Note: This is a guest post provided by Kaitlin Wright. I met Kaitlin in university, where we studied the same program. She recently told me about her decision to go full-time freelance and I am so excited for her. I admire her determination in taking a risk to do what she loves.
When I told my parents, they met me with blank stares. Yes, mom and dad, I’m quitting my industry-relevant, secure, full-time position so that I can rough it on my own. To most – especially given Toronto’s current job market – this is a stupid decision. To me, it was the only option.
Soon after graduating with a BA in English and Professional Writing, I accepted a full-time position working with social media and website content. Though I was lucky to be working at all, I found myself writing less and less. I started to worry; if I’m not writing, I’m allowing my career asset to dwindle at a time in my life when I should be maximizing its growth. In other words, if I’m not learning and writing now, how am I ever going to have a serious career as a writer?
This thought plagued my daily life. I’d sit at work, relatively bored, wishing that I had an outlet for writing. Then, I read an article by Sonia Simone of Copy Blogger, asking if it was crazy to trade boredom for stress in the pursuit of your passion. Her writing sparked something in me. She had been a bored, full-time worker in a relatively good position when she decided to transition to the stressful world of freelance writing. Inspired, I decided to break my routine and get proactive.
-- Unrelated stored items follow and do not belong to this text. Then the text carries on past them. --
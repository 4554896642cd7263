//! 关联装载：一对多分组回填、嵌套过滤/限行、一对一装载

mod common;

use entity::{likes, posts, transactions, users};
use fundlab_data::{
    AccountInclude, Filter, FindResult, OrderBy, PostInclude, Query, RelationQuery, UserInclude,
};
use pretty_assertions::assert_eq;
use rust_decimal_macros::dec;

#[tokio::test]
async fn test_include_groups_children_by_parent() {
    let client = common::setup().await;
    let u1 = client
        .users()
        .create(common::user("writer@fundlab.cn"))
        .await
        .expect("创建用户");
    let u2 = client
        .users()
        .create(common::user("reader@fundlab.cn"))
        .await
        .expect("创建用户");
    for title in ["定投入门", "债基避坑"] {
        client
            .posts()
            .create(common::post(&u1.id, title))
            .await
            .expect("发帖");
    }
    client
        .posts()
        .create(common::post(&u2.id, "我的第一笔申购"))
        .await
        .expect("发帖");

    let result = client
        .find_users(
            Query::new().order_by(OrderBy::asc(users::Column::Email)),
            None,
            Some(UserInclude {
                posts: Some(RelationQuery::new().order_by(OrderBy::asc(posts::Column::Title))),
                ..Default::default()
            }),
        )
        .await
        .expect("查询");

    let FindResult::WithRelations(rows) = result else {
        panic!("期望带关联结果");
    };
    assert_eq!(rows.len(), 2);
    // 升序 email: reader 在前
    assert_eq!(rows[0].user.email, "reader@fundlab.cn");
    assert_eq!(
        rows[0].posts.as_ref().map(Vec::len),
        Some(1),
        "子行按父行分组"
    );
    assert_eq!(rows[1].posts.as_ref().map(Vec::len), Some(2));
    assert!(rows[0].comments.is_none(), "未 include 的关联保持 None");
}

#[tokio::test]
async fn test_include_nested_filter_and_take() {
    let client = common::setup().await;
    let user = client
        .users()
        .create(common::user("prolific@fundlab.cn"))
        .await
        .expect("创建用户");
    for title in ["a-入门", "b-进阶", "c-实盘"] {
        client
            .posts()
            .create(common::post(&user.id, title))
            .await
            .expect("发帖");
    }

    let result = client
        .find_users(
            Query::new(),
            None,
            Some(UserInclude {
                posts: Some(
                    RelationQuery::new()
                        .filter(Filter::ne(posts::Column::Title, "a-入门"))
                        .order_by(OrderBy::asc(posts::Column::Title))
                        .take(1),
                ),
                ..Default::default()
            }),
        )
        .await
        .expect("查询");

    let FindResult::WithRelations(rows) = result else {
        panic!("期望带关联结果");
    };
    let loaded = rows[0].posts.as_ref().expect("posts 已 include");
    assert_eq!(loaded.len(), 1, "take 按父行生效");
    assert_eq!(loaded[0].title, "b-进阶");
}

#[tokio::test]
async fn test_post_include_author_and_likes() {
    let client = common::setup().await;
    let author = client
        .users()
        .create(common::named_user("poster@fundlab.cn", "发帖人"))
        .await
        .expect("创建用户");
    let fan = client
        .users()
        .create(common::user("fan@fundlab.cn"))
        .await
        .expect("创建用户");
    let post = client
        .posts()
        .create(common::post(&author.id, "晒一晒持仓"))
        .await
        .expect("发帖");
    for uid in [&author.id, &fan.id] {
        client
            .likes()
            .create(common::like(&post.id, uid))
            .await
            .expect("点赞");
    }

    let result = client
        .find_posts(
            Query::new(),
            None,
            Some(PostInclude {
                author: true,
                likes: Some(RelationQuery::new().order_by(OrderBy::asc(likes::Column::UserId))),
                ..Default::default()
            }),
        )
        .await
        .expect("查询");

    let FindResult::WithRelations(rows) = result else {
        panic!("期望带关联结果");
    };
    assert_eq!(rows.len(), 1);
    let loaded_author = rows[0]
        .author
        .as_ref()
        .expect("author 已 include")
        .as_ref()
        .expect("外键非空，作者必在");
    assert_eq!(loaded_author.email, "poster@fundlab.cn");
    assert_eq!(rows[0].likes.as_ref().map(Vec::len), Some(2));
}

#[tokio::test]
async fn test_user_include_one_to_one_account() {
    let client = common::setup().await;
    let funded = client
        .users()
        .create(common::user("funded@fundlab.cn"))
        .await
        .expect("创建用户");
    client
        .users()
        .create(common::user("unfunded@fundlab.cn"))
        .await
        .expect("创建用户");
    client
        .simulation_accounts()
        .create(common::account(&funded.id, dec!(10000)))
        .await
        .expect("开户");

    let result = client
        .find_users(
            Query::new().order_by(OrderBy::asc(users::Column::Email)),
            None,
            Some(UserInclude {
                simulation_account: true,
                ..Default::default()
            }),
        )
        .await
        .expect("查询");

    let FindResult::WithRelations(rows) = result else {
        panic!("期望带关联结果");
    };
    // funded < unfunded
    let funded_account = rows[0].simulation_account.as_ref().expect("已 include");
    assert!(funded_account.is_some());
    let unfunded_account = rows[1].simulation_account.as_ref().expect("已 include");
    assert!(unfunded_account.is_none(), "没有账户的用户装载为 None");
}

#[tokio::test]
async fn test_account_include_positions_and_transactions() {
    let client = common::setup().await;
    let user = client
        .users()
        .create(common::user("active@fundlab.cn"))
        .await
        .expect("创建用户");
    let account = client
        .simulation_accounts()
        .create(common::account(&user.id, dec!(10000)))
        .await
        .expect("开户");
    client
        .transactions()
        .create(common::trade(
            &account.id,
            entity::transactions::TRADE_BUY,
            dec!(100),
            dec!(1.5),
        ))
        .await
        .expect("买入");
    client
        .transactions()
        .create(common::trade(
            &account.id,
            entity::transactions::TRADE_SELL,
            dec!(40),
            dec!(1.75),
        ))
        .await
        .expect("卖出");

    let result = client
        .find_simulation_accounts(
            Query::new(),
            None,
            Some(AccountInclude {
                transactions: Some(RelationQuery::new().filter(Filter::eq(
                    transactions::Column::TradeType,
                    entity::transactions::TRADE_BUY,
                ))),
                positions: Some(RelationQuery::new()),
            }),
        )
        .await
        .expect("查询");

    let FindResult::WithRelations(rows) = result else {
        panic!("期望带关联结果");
    };
    assert_eq!(rows.len(), 1);
    let trades = rows[0].transactions.as_ref().expect("已 include");
    assert_eq!(trades.len(), 1, "嵌套过滤只保留买入流水");
    assert_eq!(trades[0].total_amount, dec!(150));
    assert_eq!(rows[0].positions.as_ref().map(Vec::len), Some(0));
}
I started blogging, submitting articles to online magazines, and networking with industry professionals. Before I knew it, I was writing almost every day. Soon enough, I was running a freelance business on the side of my full-time job. I felt fulfilled. Even after a relatively tough edit or technical piece, I was at ease. I didn’t want that easy feeling to stop, and as a result I found my full-time job more and more monotonous.
Struggling with my current in-between career choices situation, I tried to focus on how I’d like to feel instead of what I’d like to do. I realized that the feeling of writing was more rewarding than the finished work itself.
Because of that rewarding feeling and despite the stress and struggle it may cause, I decided that I had to write. As a child, I had a drawer full of notebooks, a full bookcase and a curiously strong affinity for Shel Silverstein. I knew from a very young age that I wanted to write, I studied writing in university, and yet I accepted a job with little to no writing in the description. What was I thinking?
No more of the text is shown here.